First, a retraction.
After reading the final three excuses Rachel Hollis covers in Girl, Stop Apologizing, I realize that I have to retract something I said last week. I called Excuse #6 (“I’m terrified of failure”) my personal arch-nemesis. And that’s not true.
And Rachel totally called me out on this in her chapter on Excuse #8.
“Annie,” she said.
(Okay fine, she didn’t actually use my name, but it’s obvious she was talking to me.)
“It’s not a fear of failure that keeps you in your place; it’s a fear of what other people will think of your failure.”
There are two sides to the Excuse #8 coin
When I was studying for the LSAT over ten years ago now, I worried what my brilliant college friends would think if I didn’t get into a top law school. Once at a top law school, I hated it. But I worried what everyone back home would think if I dropped out. So I stuck it out not because I’m not a quitter or I thought I’d learn to love it if I just found my niche, but because I didn’t want people to think I couldn’t cut it.

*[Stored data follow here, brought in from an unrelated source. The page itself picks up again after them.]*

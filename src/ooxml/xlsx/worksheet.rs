//! Worksheet metadata for Excel files.

/// Information about a worksheet, as listed in `workbook.xml`.
#[derive(Debug, Clone, PartialEq, Eq)]
pub struct WorksheetInfo {
    /// Worksheet name
    pub name: String,
    /// Relationship ID for the worksheet part
    pub relationship_id: String,
    /// Sheet ID
    pub sheet_id: u32,
}
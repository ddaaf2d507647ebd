//! Format-independent view of worksheet contents.
//!
//! The xlsx reader produces [`Row`]s of [`CellValue`]s; the framework
//! builder only ever consumes this module, never the XML layer.

// Submodule declarations
pub mod types;

// Re-exports
pub use types::{CellValue, Row};
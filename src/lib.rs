//! csf-yaml - convert the NIST Cybersecurity Framework core workbook to YAML
//!
//! The framework core is published as an Excel workbook whose first three
//! columns hold Functions, Categories and Subcategories as vertically merged
//! cells, and whose fourth column holds one Informative Reference per row.
//! This crate reads that workbook and rebuilds the nested taxonomy.
//!
//! # Features
//!
//! - **Xlsx reader**: ZIP package, relationships, shared strings and worksheet parsing
//! - **Hierarchy builder**: merged-cell rows to a Function/Category/Subcategory tree
//! - **Strict grammars**: malformed labels and unknown standards fail with row context
//! - **YAML output**: fixed field order, optional fields omitted
//!
//! # Example
//!
//! ```no_run
//! use csf_yaml::{ConvertOptions, convert_file, to_yaml};
//!
//! # fn main() -> Result<(), Box<dyn std::error::Error>> {
//! let tree = convert_file("csf-core.xlsx", &ConvertOptions::default())?;
//! for function in &tree.functions {
//!     println!("{} has {} categories", function.id, function.children.len());
//! }
//! print!("{}", to_yaml(&tree)?);
//! # Ok(())
//! # }
//! ```

/// Error type shared by every module
pub mod common;

/// Row-level view of worksheet contents
pub mod sheet;

/// Office Open XML (.xlsx) reading
pub mod ooxml;

/// Framework taxonomy model and hierarchy builder
pub mod csf;

/// Workbook to tree conversion entry points
pub mod convert;

/// YAML rendering
pub mod output;

// Re-export commonly used types for convenience
pub use common::{Error, Result};
pub use convert::{ConvertOptions, DEFAULT_INPUT, convert_bytes, convert_file, convert_workbook};
pub use csf::{Category, Function, Node, NodeKind, Reference, Standard, Subcategory, Tree};
pub use output::{to_yaml, write_yaml};
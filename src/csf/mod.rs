//! NIST Cybersecurity Framework core taxonomy.
//!
//! The core spreadsheet lays out Functions, Categories and Subcategories in
//! the first three columns using vertically merged cells, and one
//! Informative Reference per row in the fourth column. This module turns
//! those rows back into the nested tree they represent.

pub mod builder;
pub mod label;
pub mod model;
pub mod reference;

pub use builder::{HierarchyBuilder, build_tree};
pub use label::Label;
pub use model::{Category, Function, Node, NodeKind, Reference, Standard, Subcategory, Tree, TreeSummary};
pub use reference::ReferenceParseError;
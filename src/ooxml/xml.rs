//! Small helpers shared by the quick-xml based part parsers.

use quick_xml::events::attributes::Attribute;
use quick_xml::events::BytesStart;

use crate::common::Result;

/// Decode and unescape an attribute value.
pub fn attr_value(attr: &Attribute<'_>) -> Result<String> {
    let raw = std::str::from_utf8(attr.value.as_ref())
        .map_err(|e| crate::common::Error::XmlError(e.to_string()))?;
    Ok(quick_xml::escape::unescape(raw)?.into_owned())
}

/// Find an attribute by its local name (prefix ignored) and return its value.
pub fn find_attr(element: &BytesStart<'_>, local_name: &[u8]) -> Result<Option<String>> {
    for attr in element.attributes() {
        let attr = attr?;
        if attr.key.local_name().as_ref() == local_name {
            return attr_value(&attr).map(Some);
        }
    }
    Ok(None)
}

/// Accumulates character data split across text, entity and CDATA events.
///
/// Raw text is kept escaped until [`TextBuffer::finish`] so that entity
/// references delivered as separate events are resolved in one place.
#[derive(Debug, Default)]
pub struct TextBuffer {
    raw: String,
}

impl TextBuffer {
    /// Create an empty buffer.
    pub fn new() -> Self {
        Self::default()
    }

    /// Append raw (still escaped) text.
    pub fn push_raw(&mut self, bytes: &[u8]) {
        self.raw.push_str(&String::from_utf8_lossy(bytes));
    }

    /// Append a general entity reference such as `amp` or `#183`.
    pub fn push_entity(&mut self, name: &[u8]) {
        self.raw.push('&');
        self.raw.push_str(&String::from_utf8_lossy(name));
        self.raw.push(';');
    }

    /// Append literal CDATA content.
    pub fn push_cdata(&mut self, bytes: &[u8]) {
        let text = String::from_utf8_lossy(bytes);
        self.raw.push_str(&quick_xml::escape::escape(&*text));
    }

    /// Discard the buffered text.
    pub fn clear(&mut self) {
        self.raw.clear();
    }

    /// Unescape and return the buffered text, leaving the buffer empty.
    pub fn finish(&mut self) -> Result<String> {
        let text = quick_xml::escape::unescape(&self.raw)?.into_owned();
        self.raw.clear();
        Ok(text)
    }
}

#[cfg(test)]
mod tests {
    use super::*;

    #[test]
    fn test_text_buffer_resolves_entities() {
        let mut buf = TextBuffer::new();
        buf.push_raw(b"Rev. 4 ");
        buf.push_entity(b"amp");
        buf.push_raw(b" ");
        buf.push_entity(b"#183");
        buf.push_cdata(b" <raw>");
        assert_eq!(buf.finish().unwrap(), "Rev. 4 & \u{b7} <raw>");
        assert_eq!(buf.finish().unwrap(), "");
    }
}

And I can’t believe I’m revealing this, but here goes: I went six figures into debt because of what other people may have thought.
I’m going to say that one more time for the people in the back. I went six figures into debt because of what other people may have thought.

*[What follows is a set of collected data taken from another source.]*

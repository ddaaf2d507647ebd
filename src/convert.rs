//! End-to-end conversion from an `.xlsx` workbook to the framework tree.

use std::path::Path;

use tracing::info;

use crate::common::Result;
use crate::csf::{Tree, build_tree};
use crate::ooxml::xlsx::Workbook;

/// Where the published core workbook is expected when no path is given.
pub const DEFAULT_INPUT: &str =
    "/tmp/framework-for-improving-critical-infrastructure-cybersecurity-core.xlsx";

/// Options controlling which rows of which sheet are read.
#[derive(Debug, Clone, PartialEq, Eq)]
pub struct ConvertOptions {
    /// Worksheet to read, 0-based in tab order
    pub sheet_index: usize,
    /// Leading rows to skip before data rows start
    pub header_rows: usize,
}

impl Default for ConvertOptions {
    fn default() -> Self {
        Self {
            sheet_index: 0,
            header_rows: 1,
        }
    }
}

impl ConvertOptions {
    /// Create options with defaults (first sheet, one header row).
    pub fn new() -> Self {
        Self::default()
    }

    /// Read a different worksheet.
    pub fn with_sheet_index(mut self, sheet_index: usize) -> Self {
        self.sheet_index = sheet_index;
        self
    }

    /// Skip a different number of header rows.
    pub fn with_header_rows(mut self, header_rows: usize) -> Self {
        self.header_rows = header_rows;
        self
    }
}

/// Build the framework tree from an already opened workbook.
pub fn convert_workbook(workbook: &mut Workbook, options: &ConvertOptions) -> Result<Tree> {
    let rows = workbook.worksheet_rows(options.sheet_index)?;
    info!(
        sheet = options.sheet_index,
        rows = rows.len(),
        "read worksheet"
    );
    build_tree(&rows, options.header_rows)
}

/// Open the workbook at `path` and build the framework tree.
pub fn convert_file<P: AsRef<Path>>(path: P, options: &ConvertOptions) -> Result<Tree> {
    let path = path.as_ref();
    info!(path = %path.display(), "opening workbook");
    let mut workbook = Workbook::open(path)?;
    convert_workbook(&mut workbook, options)
}

/// Build the framework tree from the bytes of an `.xlsx` file.
pub fn convert_bytes(data: Vec<u8>, options: &ConvertOptions) -> Result<Tree> {
    let mut workbook = Workbook::from_bytes(data)?;
    convert_workbook(&mut workbook, options)
}

#[cfg(test)]
mod tests {
    use super::*;
    use crate::common::Error;
    use crate::csf::{NodeKind, Standard};
    use std::io::Write;
    use tempfile::tempdir;
    use zip::write::SimpleFileOptions;

    const CONTENT_TYPES: &str = r#"<?xml version="1.0" encoding="UTF-8" standalone="yes"?>
<Types xmlns="http://schemas.openxmlformats.org/package/2006/content-types">
  <Default Extension="rels" ContentType="application/vnd.openxmlformats-package.relationships+xml"/>
  <Default Extension="xml" ContentType="application/xml"/>
  <Override PartName="/xl/workbook.xml" ContentType="application/vnd.openxmlformats-officedocument.spreadsheetml.sheet.main+xml"/>
</Types>"#;

    const ROOT_RELS: &str = r#"<?xml version="1.0" encoding="UTF-8" standalone="yes"?>
<Relationships xmlns="http://schemas.openxmlformats.org/package/2006/relationships">
  <Relationship Id="rId1" Type="http://schemas.openxmlformats.org/officeDocument/2006/relationships/officeDocument" Target="xl/workbook.xml"/>
</Relationships>"#;

    const WORKBOOK: &str = r#"<?xml version="1.0" encoding="UTF-8" standalone="yes"?>
<workbook xmlns="http://schemas.openxmlformats.org/spreadsheetml/2006/main"
          xmlns:r="http://schemas.openxmlformats.org/officeDocument/2006/relationships">
  <sheets>
    <sheet name="CSF Core" sheetId="1" r:id="rId1"/>
    <sheet name="Notes" sheetId="2" r:id="rId2"/>
  </sheets>
</workbook>"#;

    const WORKBOOK_RELS: &str = r#"<?xml version="1.0" encoding="UTF-8" standalone="yes"?>
<Relationships xmlns="http://schemas.openxmlformats.org/package/2006/relationships">
  <Relationship Id="rId1" Type="http://schemas.openxmlformats.org/officeDocument/2006/relationships/worksheet" Target="worksheets/core.xml"/>
  <Relationship Id="rId2" Type="http://schemas.openxmlformats.org/officeDocument/2006/relationships/worksheet" Target="worksheets/notes.xml"/>
  <Relationship Id="rId3" Type="http://schemas.openxmlformats.org/officeDocument/2006/relationships/sharedStrings" Target="sharedStrings.xml"/>
</Relationships>"#;

    const SHARED_STRINGS: &str = r#"<?xml version="1.0" encoding="UTF-8" standalone="yes"?>
<sst xmlns="http://schemas.openxmlformats.org/spreadsheetml/2006/main">
  <si><t>Function</t></si>
  <si><t>Category</t></si>
  <si><t>Subcategory</t></si>
  <si><t>Informative References</t></si>
  <si><t>IDENTIFY (ID)</t></si>
  <si><t>Asset Management (ID.AM): The data, personnel, devices, systems, and facilities are identified &amp; managed</t></si>
  <si><t>ID.AM-1: Physical devices and systems within the organization are inventoried</t></si>
  <si><t>&#183; CCS CSC 1</t></si>
  <si><t>&#183; NIST SP 800-53 Rev.4 CM-8</t></si>
</sst>"#;

    // Row 3 continues the merged Function/Category/Subcategory cells, and
    // row 4 opens a second subcategory using an inline string.
    const CORE_SHEET: &str = r#"<?xml version="1.0" encoding="UTF-8" standalone="yes"?>
<worksheet xmlns="http://schemas.openxmlformats.org/spreadsheetml/2006/main">
  <sheetData>
    <row r="1"><c r="A1" t="s"><v>0</v></c><c r="B1" t="s"><v>1</v></c><c r="C1" t="s"><v>2</v></c><c r="D1" t="s"><v>3</v></c></row>
    <row r="2"><c r="A2" t="s"><v>4</v></c><c r="B2" t="s"><v>5</v></c><c r="C2" t="s"><v>6</v></c><c r="D2" t="s"><v>7</v></c></row>
    <row r="3"><c r="A3" s="1"/><c r="B3" s="1"/><c r="C3" s="1"/><c r="D3" t="s"><v>8</v></c></row>
    <row r="4"><c r="C4" t="inlineStr"><is><t>ID.AM-2: Software platforms and applications are inventoried</t></is></c><c r="D4" t="inlineStr"><is><t>· ISA 62443-2-1:2009 4.2.3.4</t></is></c></row>
    <row r="5" ht="15"/>
    <row r="6"><c r="A6" s="2"/></row>
  </sheetData>
  <mergeCells count="1"><mergeCell ref="A2:A4"/></mergeCells>
</worksheet>"#;

    const NOTES_SHEET: &str = r#"<?xml version="1.0" encoding="UTF-8" standalone="yes"?>
<worksheet xmlns="http://schemas.openxmlformats.org/spreadsheetml/2006/main">
  <sheetData>
    <row r="1"><c r="A1" t="inlineStr"><is><t>Notes</t></is></c></row>
    <row r="2"><c r="A2" t="inlineStr"><is><t>Release</t></is></c><c r="D2" t="inlineStr"><is><t>· HIPAA 164.308</t></is></c></row>
  </sheetData>
</worksheet>"#;

    fn build_core_workbook() -> Vec<u8> {
        let mut writer = zip::ZipWriter::new(std::io::Cursor::new(Vec::new()));
        let members = [
            ("[Content_Types].xml", CONTENT_TYPES),
            ("_rels/.rels", ROOT_RELS),
            ("xl/workbook.xml", WORKBOOK),
            ("xl/_rels/workbook.xml.rels", WORKBOOK_RELS),
            ("xl/sharedStrings.xml", SHARED_STRINGS),
            ("xl/worksheets/core.xml", CORE_SHEET),
            ("xl/worksheets/notes.xml", NOTES_SHEET),
        ];
        for (name, content) in members {
            writer
                .start_file(name, SimpleFileOptions::default())
                .expect("start member");
            writer.write_all(content.as_bytes()).expect("write member");
        }
        writer.finish().expect("finish archive").into_inner()
    }

    #[test]
    fn test_convert_file() {
        let dir = tempdir().expect("create temp dir");
        let path = dir.path().join("csf-core.xlsx");
        std::fs::write(&path, build_core_workbook()).expect("write workbook");

        let tree = convert_file(&path, &ConvertOptions::default()).expect("convert workbook");

        assert_eq!(tree.functions.len(), 1);
        let function = &tree.functions[0];
        assert_eq!(function.id, "ID");
        assert_eq!(function.name.as_deref(), Some("IDENTIFY"));
        assert_eq!(function.kind, NodeKind::Function);

        let category = &function.children[0];
        assert_eq!(category.id, "ID.AM");
        assert_eq!(
            category.description.as_deref(),
            Some("The data, personnel, devices, systems, and facilities are identified & managed")
        );

        let ids: Vec<&str> = category.children.iter().map(|s| s.id.as_str()).collect();
        assert_eq!(ids, ["ID.AM-1", "ID.AM-2"]);

        let first = &category.children[0].children;
        assert_eq!(first.len(), 2);
        assert_eq!(first[0].standard, Standard::CcsCsc);
        assert_eq!(first[1].standard, Standard::NistSp800_53Rev4);
        assert_eq!(first[1].controls, ["CM-8"]);

        let second = &category.children[1].children;
        assert_eq!(second[0].standard, Standard::Isa62443_2_1_2009);
        assert_eq!(second[0].controls, ["4.2.3.4"]);
    }

    #[test]
    fn test_convert_other_sheet_fails_on_unknown_standard() {
        let options = ConvertOptions::new().with_sheet_index(1);
        let err = convert_bytes(build_core_workbook(), &options).unwrap_err();
        assert!(matches!(err, Error::UnknownStandard { row: 2, .. }));
    }

    #[test]
    fn test_sheet_index_out_of_range() {
        let options = ConvertOptions::new().with_sheet_index(5);
        let err = convert_bytes(build_core_workbook(), &options).unwrap_err();
        assert!(matches!(err, Error::InvalidFormat(_)));
    }

    #[test]
    fn test_header_rows_option() {
        // Treating the header row as data makes "Function" a function with
        // "Informative References" as its (unrecognized) reference.
        let options = ConvertOptions::new().with_header_rows(0);
        let err = convert_bytes(build_core_workbook(), &options).unwrap_err();
        assert!(matches!(err, Error::UnknownStandard { row: 1, .. }));
    }

    #[test]
    fn test_workbook_listing() {
        let workbook = Workbook::from_bytes(build_core_workbook()).expect("open workbook");
        assert_eq!(workbook.worksheet_names(), ["CSF Core", "Notes"]);
        assert_eq!(workbook.worksheet_count(), 2);
        assert_eq!(workbook.shared_strings().len(), 9);
    }

    #[test]
    fn test_missing_file() {
        let dir = tempdir().expect("create temp dir");
        let err = convert_file(dir.path().join("absent.xlsx"), &ConvertOptions::default())
            .unwrap_err();
        assert!(matches!(err, Error::PartNotFound(_)));
    }
}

May. May! I didn’t even know if those motherfuckers thought it! But they may have, and that was enough for me.
Sure, Rachel’s version of Excuse #8 assumes we are failing to take action for fear of other people’s opinions. But I think taking unaligned, inauthentic action based on other people’s real or imagined opinions is the other equally absurd side of the same coin.

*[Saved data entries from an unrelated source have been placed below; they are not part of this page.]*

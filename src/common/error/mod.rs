//! Unified error types for csf-yaml.
//!
//! One error type covers both reading the workbook package and building the
//! framework hierarchy, so callers only handle a single `Result`.

// Submodule declarations
pub mod conversions;
pub mod types;

// Re-exports
pub use types::{Error, Result};
//! Excel (.xlsx) reading support.
//!
//! Only what is needed to pull worksheet cell values out of a workbook:
//!
//! - [`Workbook`]: opens the package and lists worksheets
//! - [`SharedStrings`]: the workbook-level string table
//! - `parsers`: quick-xml parsers for `workbook.xml` and worksheet parts

pub mod parsers;
pub mod shared_strings;
pub mod workbook;
pub mod worksheet;

pub use shared_strings::SharedStrings;
pub use workbook::Workbook;
pub use worksheet::WorksheetInfo;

I might never stop worrying about other people’s opinions.
Now I’m not complaining, because my legal career eventually led to my dream job and lots of other wonderful aspects of my life that would not necessarily exist but for law school and three years of litigation practice.
And I’d like to say that I’m liberated and no longer give a hoot what anybody thinks of me and that I live my life as I damn well please and never give others’ opinions a second thought.
But I’d be lying.
Unfortunately, I still care quite a bit about what other people think, but I’ve grown in two important ways because I refuse to let Excuse #8 rob me of any more of my time here. First, if I have an idea for a project I want to pursue and I’m worried that other people will judge me for it, I do it anyway. Because not doing it gives other people too much power over my life.
Second—and this one took longer to learn, I refuse to keep it a secret. Because although secret action is better than no action, it still gives other people too much power over my life.
Do it anyway!
Take Best Life Book Club, for instance. I think my family thinks this online book club is a really nerdy and boring idea. (Maybe I’m wrong about this.) I worry that my friends have a group text going about how I can barely manage my own stress and anxiety, so how do I think I can gather a group of wonderful women together in some kind of circle of inspiration and support. (I’m probably totally wrong about this.) And I’m convinced that at least three of my colleagues in academia have lost respect for me because I read such “nonliterary rubbish” in my free time. (Truthfully, likely just one of them feels this way, and he’s kind of a snob, so good riddance!)
But, even with all of these other people’s opinions weighing heavily on my anxious little mind, I started Best Life Book Club anyway. And I refused to keep it a secret.
Haters gonna hate, as they say. Do it (whatever your “it” is) anyway. And shout it from the rooftops!
If you’re like me, you may want to throw up. You may want to pee your pants. Hell, you may lose sleep over it. But you must do it anyway, and proudly at that. I think it’s the only way we will truly just get over ourselves already and start living our best life.
What’s something you’ve been putting off because of what others might think? Or, which of the other excuses for this week resonated with you? I want to hear all about it!